Ramifications for Pharmaceutical and Biotech Patent Owners of the US-Australia Free Trade Agreement

The legislation implementing the Australia/US Free Trade Agreement ("FTA") came into force on 1 January 2005. The implementing legislation makes certain consequential amendments to Australia's Therapeutic Goods Act 1989 which establishes a regime designed to dissuade owners of suspect pharmaceutical patents from commencing patent infringement proceedings against alleged infringers. This has been referred to as "patent evergreening" and is intended to cover the practice whereby the term of pharmaceutical patents is, effectively, extended by obtaining the grant of dubious patents in respect of new indications, new formulations or new types of presentations relating to an originally patented pharmaceutical substance. These provisions have been highly controversial and have drawn adverse comment from the US trade negotiator. The US position is that it will monitor how this new regime operates in practice. No doubt, if it is perceived to be adverse to US pharmaceutical companies interests further steps may be taken by the US to have these provisions removed from the Therapeutic Goods Act. Until that time, however, the following provisions apply in relation to the enforcement of pharmaceutical patents in Australia;

Generic Certification

The registration or listing of therapeutic goods (but not devices) is now contingent upon the applicant giving one of two alternative forms of certificate:

1. a s26B(1)(a) certificate
   
   
   that the applicant, acting in good faith, believes on reasonable grounds, that it is not, and will not, market a therapeutic good in a manner, or in circumstances, that would infringe a valid claim of a registered patent
   
   
   or
   
   
   
2. a s26B(1)(b) certificate

that;

• a patent has been granted that covers the applicant's therapeutic good;
• the applicant will market its product during the term of that patent; and
• the applicant has given the patentee notice of its application for listing or registration of a therapeutic good.

This new form of mandatory certification is likely to require a generic applicant for the listing or registration of a therapeutic good to have patent searches conducted and to obtain legal advice in relation to whether or not the good infringes or is likely to infringe any patent which has been identified as being of potential relevance. If the applicant provides a certificate that is false or misleading in any material particular that applicant will be guilty of a criminal offence (currently A$110,000 for an individual and A$550,000 for a corporation).

Patentee Certification

A patentee of a pharmaceutical patent is now required, before issuing any proceedings for patent infringement, to certify that the proceedings;

1. are to be commenced in good faith;
2. have reasonable prospects of success; and
3. that the proceedings will be conducted without unreasonable delay.

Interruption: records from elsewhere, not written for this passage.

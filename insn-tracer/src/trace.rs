//! Data structures for instruction traces and the session that produces them

use chrono::{DateTime, Utc};
use serde::{Deserialize, Serialize};
use std::fmt;

/// Label written when an address does not resolve inside a known routine
pub const NO_LABEL: &str = "n/a";

/// Trace of a single executed instruction
#[derive(Debug, Clone, PartialEq, Eq, Serialize, Deserialize)]
pub struct TraceRecord {
    /// Instruction address, in the form printed by the debugger
    #[serde(rename = "addr")]
    pub address: String,
    /// Instruction bytes concatenated in examine order
    #[serde(rename = "insn")]
    pub raw_bytes: String,
    /// Disassembled instruction, only when disassembly was requested
    #[serde(rename = "asm", skip_serializing_if = "Option::is_none", default)]
    pub mnemonic: Option<String>,
    /// Symbol the address resolves to
    #[serde(rename = "debug", skip_serializing_if = "Option::is_none", default)]
    pub label: Option<String>,
}

/// Lifecycle of a trace session
#[derive(Debug, Clone, Copy, PartialEq, Eq, Serialize, Deserialize)]
pub enum SessionStatus {
    Init,
    Armed,
    Recording,
    Stepping,
    Stopped,
    Finalized,
}

impl SessionStatus {
    /// Whether `next` is a legal forward transition from `self`.
    ///
    /// `Stopped` is reachable from every non-terminal state so that a setup
    /// failure can still finalize the session.
    pub fn can_advance_to(self, next: SessionStatus) -> bool {
        use SessionStatus::*;
        matches!(
            (self, next),
            (Init, Armed)
                | (Armed, Recording)
                | (Armed, Stepping)
                | (Recording, Stepping)
                | (Init | Armed | Recording | Stepping, Stopped)
                | (Stopped, Finalized)
        )
    }
}

/// Why tracing stopped
#[derive(Debug, Clone, PartialEq, Eq, Serialize, Deserialize)]
pub enum StopReason {
    /// The configured instruction limit was reached
    LimitReached,
    /// Execution returned to the caller frame captured at trace start
    BoundaryReached { address: u64, cause: String },
    /// Cooperative cancellation was requested
    Interrupted { cause: String },
    /// Reading the current instruction failed
    ExamineError { message: String },
    /// Single-stepping the target failed, usually because it exited
    StepError { message: String },
    /// The output sink rejected a record
    SinkError { message: String },
    /// Arming the trace window failed
    SetupFailure { stage: String, message: String },
}

impl StopReason {
    pub fn as_str(&self) -> &'static str {
        match self {
            StopReason::LimitReached => "limit reached",
            StopReason::BoundaryReached { .. } => "boundary reached",
            StopReason::Interrupted { .. } => "interrupted",
            StopReason::ExamineError { .. } => "examine error",
            StopReason::StepError { .. } => "step error",
            StopReason::SinkError { .. } => "sink error",
            StopReason::SetupFailure { .. } => "setup failure",
        }
    }

    /// Human-readable detail beyond the short reason, if any
    pub fn detail(&self) -> Option<String> {
        match self {
            StopReason::LimitReached => None,
            StopReason::BoundaryReached { cause, .. } | StopReason::Interrupted { cause } => {
                Some(cause.clone())
            }
            StopReason::ExamineError { message }
            | StopReason::StepError { message }
            | StopReason::SinkError { message } => Some(message.clone()),
            StopReason::SetupFailure { stage, message } => Some(format!("{}: {}", stage, message)),
        }
    }
}

impl fmt::Display for StopReason {
    fn fmt(&self, f: &mut fmt::Formatter<'_>) -> fmt::Result {
        f.write_str(self.as_str())
    }
}

/// Mutable state of one trace session.
///
/// Owned by the controller and never shared across threads.
#[derive(Debug, Clone)]
pub struct TraceSession {
    status: SessionStatus,
    stop_reason: Option<StopReason>,
    instruction_count: u64,
    started_at: DateTime<Utc>,
    ended_at: Option<DateTime<Utc>>,
}

impl TraceSession {
    pub fn new() -> Self {
        Self {
            status: SessionStatus::Init,
            stop_reason: None,
            instruction_count: 0,
            started_at: Utc::now(),
            ended_at: None,
        }
    }

    pub fn status(&self) -> SessionStatus {
        self.status
    }

    pub fn stop_reason(&self) -> Option<&StopReason> {
        self.stop_reason.as_ref()
    }

    pub fn instruction_count(&self) -> u64 {
        self.instruction_count
    }

    pub fn started_at(&self) -> DateTime<Utc> {
        self.started_at
    }

    pub fn ended_at(&self) -> Option<DateTime<Utc>> {
        self.ended_at
    }

    /// Move to the next non-terminal state of the arming sequence
    pub(crate) fn advance(&mut self, next: SessionStatus) {
        debug_assert!(
            self.status.can_advance_to(next) && next != SessionStatus::Stopped,
            "illegal session transition {:?} -> {:?}",
            self.status,
            next
        );
        tracing::debug!("Session {:?} -> {:?}", self.status, next);
        self.status = next;
    }

    /// Count one more recorded instruction
    pub(crate) fn record_instruction(&mut self) {
        debug_assert_eq!(self.status, SessionStatus::Stepping);
        self.instruction_count += 1;
    }

    /// Stop the session. The first reason wins; later calls are ignored.
    pub(crate) fn stop(&mut self, reason: StopReason) {
        if self.stop_reason.is_some() {
            return;
        }
        tracing::debug!("Session {:?} -> Stopped ({})", self.status, reason);
        self.status = SessionStatus::Stopped;
        self.stop_reason = Some(reason);
    }

    /// Mark the session finalized and stamp the end time
    pub(crate) fn finalize(&mut self) -> DateTime<Utc> {
        debug_assert_eq!(self.status, SessionStatus::Stopped);
        let now = Utc::now();
        self.status = SessionStatus::Finalized;
        self.ended_at = Some(now);
        now
    }

    pub(crate) fn summary(&self) -> Option<TraceSummary> {
        Some(TraceSummary {
            stop_reason: self.stop_reason.clone()?,
            instruction_count: self.instruction_count,
            started_at: self.started_at,
            ended_at: self.ended_at?,
        })
    }
}

impl Default for TraceSession {
    fn default() -> Self {
        Self::new()
    }
}

/// Outcome reported to the caller once a session is finalized
#[derive(Debug, Clone, PartialEq, Eq, Serialize, Deserialize)]
pub struct TraceSummary {
    pub stop_reason: StopReason,
    pub instruction_count: u64,
    pub started_at: DateTime<Utc>,
    pub ended_at: DateTime<Utc>,
}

The maximum penalty for a patentee providing a certificate which is false or misleading in any material particular is A$10million

Interlocutory Injunctions

If the applicant for registration or listing of a therapeutic good gives certification under s26B(1)(b) and the patentee provides its own certification as set out above and then initiates infringement proceedings and obtains an interlocutory (pre-trial) injunction then, if the proceedings are subsequently discontinued by the patentee without the consent of the applicant or the proceedings are subsequently dismissed, the patentee may be ordered to pay compensation for any loss incurred by the Commonwealth, State or Territory Government as a result of the grant of the injunction. In addition, the patentee may be ordered to pay compensation to the alleged infringer on the basis of an account of the gross profits of the patentee during the period of the interlocutory injunction, without requiring the alleged infringer to establish or quantify any loss.